»»

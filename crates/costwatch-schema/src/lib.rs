//! CostWatch Schema - provider configuration rules
//!
//! The leaf crate of the workspace. It knows, for every supported
//! data-source provider:
//! - which configuration fields are required unconditionally
//! - which requirements come in either/or branches
//! - how to normalize raw form input into a configuration document
//! - how to simulate a connection test without touching the network
//!
//! # Example
//!
//! ```rust,ignore
//! use costwatch_schema::{ProviderKind, RawSourceInput, registry};
//!
//! let input = RawSourceInput::new()
//!     .set("access_key_id", "AKIA1234567890AB")
//!     .set("secret_access_key", "secret")
//!     .set("account_id", "123456789012");
//!
//! registry::validate(ProviderKind::AwsCostExplorer, &input)?;
//! let config = registry::build(ProviderKind::AwsCostExplorer, &input);
//! # Ok::<(), costwatch_schema::SchemaError>(())
//! ```

#![warn(unreachable_pub)]
#![allow(missing_docs)]

pub mod error;
pub mod probe;
pub mod provider;
pub mod registry;

// Re-exports for convenience
pub use error::{ParseProviderError, SchemaError};
pub use probe::{run_probe, ProbeConfig, ProbeFailure};
pub use provider::ProviderKind;
pub use registry::{build, validate, RawSourceInput, CONFIG_NOTE};
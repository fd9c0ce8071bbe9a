mod loaders;
mod spot_catalog;
mod spot_index;
mod spot_types;

pub use self::loaders::{
    builtin_spots, load_csv, load_geojson, read_status_feed, spots_from_csv, spots_from_geojson,
    StatusSeeder, DEFAULT_SEED,
};
pub use self::spot_catalog::{Catalog, CatalogSnapshot, SpotProvider};
pub use self::spot_index::SpotIndex;
pub use self::spot_types::{CatalogError, Coordinate, Fee, InvalidSpot, ParkingSpot, SpotStatus};
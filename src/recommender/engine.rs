use serde::Serialize;

use log::debug;

use super::filters::{filter_spots, FilterSet};
use crate::catalog::{Coordinate, ParkingSpot, SpotProvider};
use crate::distance::haversine_km;

pub const DEFAULT_LIMIT: u32 = 5;

/// Distances closer than this, in km, are ties.
pub const TIE_TOLERANCE_KM: f64 = 1e-9;

#[derive(Debug, Clone, PartialEq)]
pub struct Query {
    pub origin: Coordinate,
    pub limit: u32,
    pub filters: FilterSet,
}

impl Query {
    pub fn new(origin: Coordinate) -> Query {
        Query {
            origin,
            limit: DEFAULT_LIMIT,
            filters: FilterSet::new(),
        }
    }

    pub fn with_limit(mut self, limit: u32) -> Query {
        self.limit = limit;
        self
    }

    pub fn with_filters(mut self, filters: FilterSet) -> Query {
        self.filters = filters;
        self
    }
}

#[derive(Debug, Clone, PartialEq, Serialize)]
pub struct RankedSpot {
    pub spot: ParkingSpot,
    pub distance_km: f64,
}

/// Spots ordered nearest first.
pub type RankedResult = Vec<RankedSpot>;

#[derive(Debug, Clone, Copy, PartialEq, Eq)]
pub enum RankingStrategy {
    /// Distance to every spot passing the filters.
    Scan,
    /// R-tree narrowing before ranking. Same results as `Scan`.
    Indexed,
}

impl Default for RankingStrategy {
    fn default() -> RankingStrategy {
        RankingStrategy::Scan
    }
}

/**
 * Nearest-first recommendations over the spots of a provider.
 *
 * Every call takes one snapshot of the provider, so the statuses it filters on
 * are the current ones and are consistent for the whole call. Nothing is
 * cached between calls.
 */
pub struct Recommender<P> {
    provider: P,
    strategy: RankingStrategy,
}

impl<P: SpotProvider> Recommender<P> {
    pub fn new(provider: P) -> Recommender<P> {
        Recommender {
            provider,
            strategy: RankingStrategy::default(),
        }
    }

    pub fn with_strategy(mut self, strategy: RankingStrategy) -> Recommender<P> {
        self.strategy = strategy;
        self
    }

    pub fn provider(&self) -> &P {
        &self.provider
    }

    pub fn strategy(&self) -> RankingStrategy {
        self.strategy
    }

    pub fn recommend(&self, query: &Query) -> RankedResult {
        if query.limit == 0 {
            return Vec::new();
        }

        let snapshot = self.provider.snapshot();
        let spots = snapshot.spots();
        let limit = query.limit as usize;

        let positions: Vec<usize> = match self.strategy {
            RankingStrategy::Scan => filter_spots(spots, &query.filters).map(|(i, _)| i).collect(),
            RankingStrategy::Indexed => snapshot
                .index()
                .candidates(&query.origin, limit, |i| query.filters.matches(&spots[i])),
        };

        debug!(
            "{} of {} spots are candidates for {:?}",
            positions.len(),
            spots.len(),
            query.origin
        );

        rank(spots, positions, &query.origin, limit)
    }

    /// The single nearest spot passing `filters`.
    pub fn nearest(&self, origin: Coordinate, filters: &FilterSet) -> Option<RankedSpot> {
        let query = Query {
            origin,
            limit: 1,
            filters: filters.clone(),
        };
        self.recommend(&query).into_iter().next()
    }
}

/**
 * Sorts `positions` (ascending catalog positions) by distance to `origin` and
 * keeps the first `limit`. Spots whose distances are within
 * `TIE_TOLERANCE_KM` of each other stay in catalog order.
 */
fn rank(spots: &[ParkingSpot], positions: Vec<usize>, origin: &Coordinate, limit: usize) -> RankedResult {
    let mut distances: Vec<(usize, f64)> = positions
        .into_iter()
        .map(|i| (i, haversine_km(origin, &spots[i].location)))
        .collect();

    distances.sort_by(|a, b| a.1.total_cmp(&b.1));
    order_ties_by_position(&mut distances);
    distances.truncate(limit);

    distances
        .into_iter()
        .map(|(i, distance_km)| RankedSpot {
            spot: spots[i].clone(),
            distance_km,
        })
        .collect()
}

/// Each run of entries within `TIE_TOLERANCE_KM` of the run's first entry is
/// put back in catalog order. Expects `distances` sorted by distance.
fn order_ties_by_position(distances: &mut [(usize, f64)]) {
    let mut start = 0;
    while start < distances.len() {
        let run_distance = distances[start].1;
        let end = distances[start..]
            .iter()
            .position(|(_, d)| d - run_distance > TIE_TOLERANCE_KM)
            .map_or(distances.len(), |offset| start + offset);
        distances[start..end].sort_by_key(|(position, _)| *position);
        start = end;
    }
}
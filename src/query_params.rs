use failure::Fail;

use log::debug;

use super::catalog::Coordinate;
use super::recommender::{FilterField, FilterSet, Query, DEFAULT_LIMIT};

/// Origin used when the caller gives none (Bengaluru city center).
pub const DEFAULT_ORIGIN: Coordinate = Coordinate {
    lat: 12.9716,
    lng: 77.5946,
};

/// Status filter applied when the caller does not ask for one.
pub const DEFAULT_STATUS_FILTER: &str = "available";

/// Status value lifting the default status filter.
pub const ANY_STATUS: &str = "any";

#[derive(Debug, PartialEq, Fail)]
pub enum QueryError {
    #[fail(display = "Invalid count '{}': expected a non negative integer", _0)]
    InvalidLimit(String),
    #[fail(display = "Malformed {} '{}'", field, value)]
    MalformedCoordinate { field: &'static str, value: String },
}

/**
 * Raw, untyped request parameters (`lat`, `lng`, `count` and filters), as
 * they come from the command line.
 *
 * Filter values can repeat or be comma separated; all of them are accepted.
 */
#[derive(Debug, Clone, Default)]
pub struct QueryParams {
    pairs: Vec<(String, String)>,
}

impl QueryParams {
    pub fn new() -> QueryParams {
        QueryParams::default()
    }

    pub fn push(&mut self, key: &str, value: &str) {
        self.pairs.push((key.trim().to_owned(), value.trim().to_owned()));
    }

    pub fn with(mut self, key: &str, value: &str) -> QueryParams {
        self.push(key, value);
        self
    }

    fn last(&self, key: &str) -> Option<&str> {
        self.pairs
            .iter()
            .rev()
            .find(|(k, _)| k == key)
            .map(|(_, v)| v.as_str())
    }

    fn coordinate(&self, field: &'static str, default: f64, min: f64, max: f64) -> Result<f64, QueryError> {
        let raw = match self.last(field) {
            Some(raw) if !raw.is_empty() => raw,
            _ => return Ok(default),
        };

        let malformed = || QueryError::MalformedCoordinate {
            field,
            value: raw.to_owned(),
        };
        let value: f64 = raw.parse().map_err(|_| malformed())?;
        if !value.is_finite() || value < min || value > max {
            return Err(malformed());
        }
        Ok(value)
    }

    fn limit(&self) -> Result<u32, QueryError> {
        match self.last("count") {
            Some(raw) if !raw.is_empty() => raw
                .parse::<u32>()
                .map_err(|_| QueryError::InvalidLimit(raw.to_owned())),
            _ => Ok(DEFAULT_LIMIT),
        }
    }

    /**
     * Filters from every parameter that names a filter field. The status
     * filter defaults to available spots, and `status=any` lifts it.
     */
    pub fn filters(&self) -> FilterSet {
        let mut raw: Vec<(&str, Vec<&str>)> = Vec::new();
        for (key, value) in &self.pairs {
            match key.as_str() {
                "lat" | "lng" | "count" => continue,
                _ => {}
            }
            let values: Vec<&str> = value
                .split(',')
                .map(str::trim)
                .filter(|v| !v.is_empty())
                .collect();
            raw.push((key.as_str(), values));
        }

        let status_given = raw
            .iter()
            .any(|(key, _)| FilterField::from_key(key) == Some(FilterField::Status));
        let any_status = raw.iter().any(|(key, values)| {
            FilterField::from_key(key) == Some(FilterField::Status)
                && values.iter().any(|v| v.eq_ignore_ascii_case(ANY_STATUS))
        });

        if any_status {
            debug!("Status filter lifted");
            raw.retain(|(key, _)| FilterField::from_key(key) != Some(FilterField::Status));
        } else if !status_given {
            raw.push(("status", vec![DEFAULT_STATUS_FILTER]));
        }

        FilterSet::from_raw(raw)
    }

    /// Validates the parameters and builds the engine query.
    pub fn to_query(&self) -> Result<Query, QueryError> {
        let lat = self.coordinate("lat", DEFAULT_ORIGIN.lat, -90.0, 90.0)?;
        let lng = self.coordinate("lng", DEFAULT_ORIGIN.lng, -180.0, 180.0)?;

        Ok(Query::new(Coordinate::new(lat, lng))
            .with_limit(self.limit()?)
            .with_filters(self.filters()))
    }
}

#[cfg(test)]
mod tests {
    use super::*;
    use assert_matches::assert_matches;

    fn statuses(query: &Query) -> Option<Vec<String>> {
        query
            .filters
            .accepted(FilterField::Status)
            .map(|values| values.iter().cloned().collect())
    }

    #[test]
    fn it_should_use_the_defaults() {
        let query = QueryParams::new().to_query().unwrap();
        assert_eq!(query.origin, DEFAULT_ORIGIN);
        assert_eq!(query.limit, DEFAULT_LIMIT);
        assert_eq!(statuses(&query), Some(vec!["available".to_owned()]));
        assert_eq!(query.filters.accepted(FilterField::Type), None);
    }

    #[test]
    fn it_should_read_every_parameter() {
        let query = QueryParams::new()
            .with("lat", "12.93")
            .with("lng", "77.61")
            .with("count", "3")
            .with("type", "surface,underground")
            .with("fee", "no")
            .to_query()
            .unwrap();

        assert_eq!(query.origin, Coordinate::new(12.93, 77.61));
        assert_eq!(query.limit, 3);
        assert_eq!(query.filters.accepted(FilterField::Type).map(|v| v.len()), Some(2));
        assert!(query.filters.accepted(FilterField::Fee).unwrap().contains("free"));
        assert_eq!(statuses(&query), Some(vec!["available".to_owned()]));
    }

    #[test]
    fn it_should_accept_repeated_values() {
        let query = QueryParams::new()
            .with("status", "booked")
            .with("status", "occupied")
            .to_query()
            .unwrap();
        assert_eq!(statuses(&query), Some(vec!["booked".to_owned(), "occupied".to_owned()]));
    }

    #[test]
    fn it_should_lift_the_status_filter() {
        let query = QueryParams::new().with("status", "any").to_query().unwrap();
        assert_eq!(statuses(&query), None);
        assert!(query.filters.is_unconstrained());
    }

    #[test]
    fn it_should_ignore_unknown_keys() {
        let query = QueryParams::new()
            .with("colour", "red")
            .with("status", "any")
            .to_query()
            .unwrap();
        assert!(query.filters.is_unconstrained());
    }

    #[test]
    fn it_should_accept_a_zero_count() {
        let query = QueryParams::new().with("count", "0").to_query().unwrap();
        assert_eq!(query.limit, 0);
    }

    #[test]
    fn it_should_reject_a_negative_count() {
        let result = QueryParams::new().with("count", "-1").to_query();
        assert_eq!(result, Err(QueryError::InvalidLimit("-1".to_owned())));
    }

    #[test]
    fn it_should_reject_out_of_range_coordinates() {
        let result = QueryParams::new().with("lat", "91").to_query();
        assert_matches!(result, Err(QueryError::MalformedCoordinate { field: "lat", .. }));

        let result = QueryParams::new().with("lng", "-180.5").to_query();
        assert_matches!(result, Err(QueryError::MalformedCoordinate { field: "lng", .. }));
    }

    #[test]
    fn it_should_reject_garbage_coordinates() {
        let result = QueryParams::new().with("lat", "north").to_query();
        assert_matches!(result, Err(QueryError::MalformedCoordinate { field: "lat", .. }));

        let result = QueryParams::new().with("lng", "NaN").to_query();
        assert_matches!(result, Err(QueryError::MalformedCoordinate { field: "lng", .. }));
    }
}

««

## Exercise description:
The expected output is the exact run of lines from the start of the entries through the line with "a configuration document", inclusive.

## The completed task:
filename crates/costwatch-schema/src/lib.rs
//! CostWatch Schema - provider configuration rules
//!
//! The leaf crate of the workspace. It knows, for every supported
//! data-source provider:
//! - which configuration fields are required unconditionally
//! - which requirements come in either/or branches
//! - how to normalize raw form input into a configuration document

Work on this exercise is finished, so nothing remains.